→ **YOUR GOAL**
Among these entries, how many lines contain "alpha"? Say the number and nothing else.

Stored items

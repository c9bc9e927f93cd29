//! Color and Coefficient Conversions
//!
//! Descriptor colors are authored in display space; the kernels work with
//! linear physical coefficients. Decoding uses a fixed 2.2 exponent rather
//! than the piecewise sRGB curve, and parity with that approximation matters:
//! white stays exactly white, mid-gray 0.5 lands at ~0.2176.
//!
//! The physical scales map authored [0,1] values to per-meter coefficients.

use glam::Vec3;

/// Scattering color -> scattering coefficient scale.
pub const SCATTER_SCALE: f32 = 0.006_92;
/// Absorption value -> absorption coefficient scale.
pub const ABSORPTION_SCALE: f32 = 0.000_77;

/// Fixed-exponent gamma decode, applied per channel.
#[must_use]
pub fn decode_gamma(color: Vec3) -> Vec3 {
    Vec3::new(
        color.x.powf(2.2),
        color.y.powf(2.2),
        color.z.powf(2.2),
    )
}

/// Linear light color uploaded to the in-scatter kernel.
///
/// Intensity is applied before the decode, matching the authored-color
/// convention of the scatter writer.
#[must_use]
pub fn light_linear_color(color: Vec3, intensity: f32) -> Vec3 {
    decode_gamma(color * intensity)
}

/// Physically scaled scattering coefficient from an authored color.
///
/// The raw channel values are used directly (no display-gamma decode): the
/// coefficients are numeric parameters, not colors on screen.
#[must_use]
pub fn scattering_coefficient(color: Vec3) -> Vec3 {
    color * SCATTER_SCALE
}

/// Physically scaled absorption coefficient from an authored [0,1] value.
#[must_use]
pub fn absorption_coefficient(absorption: f32) -> f32 {
    absorption * ABSORPTION_SCALE
}
//! Per-Froxel Kernel Math
//!
//! CPU mirrors of the arithmetic inside the scatter, blend, and accumulation
//! kernels, extracted here so the numeric behavior is testable without a GPU.
//! The WGSL in `shaders/volumetric.wgsl` must stay in lockstep with these
//! functions.

use glam::{Vec3, Vec4};

use super::transform::FroxelTransform;

/// Henyey-Greenstein phase function.
#[must_use]
pub fn henyey_greenstein(g: f32, cos_theta: f32) -> f32 {
    let g2 = g * g;
    let denom = (1.0 + g2 - 2.0 * g * cos_theta).max(1e-4);
    (1.0 - g2) / (4.0 * std::f32::consts::PI * denom.powf(1.5))
}

/// Extinction coefficient of a material sample: absorption plus the mean
/// scattering channel.
#[must_use]
pub fn extinction(material_a: Vec4) -> f32 {
    material_a.w + (material_a.x + material_a.y + material_a.z) / 3.0
}

/// One directional light's contribution to a froxel of the scatter volume.
///
/// `light_dir` is the direction light travels; `view_dir` points from the
/// camera towards the froxel. Contributions from multiple lights sum.
#[must_use]
pub fn scatter_contribution(
    material_a: Vec4,
    phase_g: f32,
    visibility: f32,
    light_color: Vec3,
    light_dir: Vec3,
    view_dir: Vec3,
) -> Vec4 {
    let cos_theta = light_dir.dot(view_dir);
    let phase = henyey_greenstein(phase_g, cos_theta);
    let in_scatter = Vec3::new(material_a.x, material_a.y, material_a.z)
        * light_color
        * visibility
        * phase;
    Vec4::new(in_scatter.x, in_scatter.y, in_scatter.z, extinction(material_a))
}

/// Temporal blend: `lerp(reprojected_previous, current, alpha)`.
#[must_use]
pub fn temporal_blend(previous: Vec4, current: Vec4, alpha: f32) -> Vec4 {
    previous.lerp(current, alpha)
}

/// Integrates one (x, y) column of the scatter volume front to back.
///
/// Returns one accumulation sample per slice: rgb is in-scattered radiance
/// reaching the camera from everything up to and including the slice, alpha
/// is the remaining transmittance. Each slice is weighted by its physical
/// thickness from the depth distribution.
#[must_use]
pub fn accumulate_column(scatter: &[Vec4], transform: &FroxelTransform) -> Vec<Vec4> {
    let mut radiance = Vec3::ZERO;
    let mut transmittance = 1.0_f32;
    let mut out = Vec::with_capacity(scatter.len());

    for (z, s) in scatter.iter().enumerate() {
        let dz = transform.slice_thickness(z as u32);
        radiance += Vec3::new(s.x, s.y, s.z) * dz * transmittance;
        transmittance *= (-s.w * dz).exp();
        out.push(Vec4::new(radiance.x, radiance.y, radiance.z, transmittance));
    }
    out
}

/// Final composite blend at one pixel: `scene * transmittance + radiance`.
#[must_use]
pub fn composite_over(scene: Vec3, accumulated: Vec4) -> Vec3 {
    scene * accumulated.w + Vec3::new(accumulated.x, accumulated.y, accumulated.z)
}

→ **WORKED SOLUTION**
4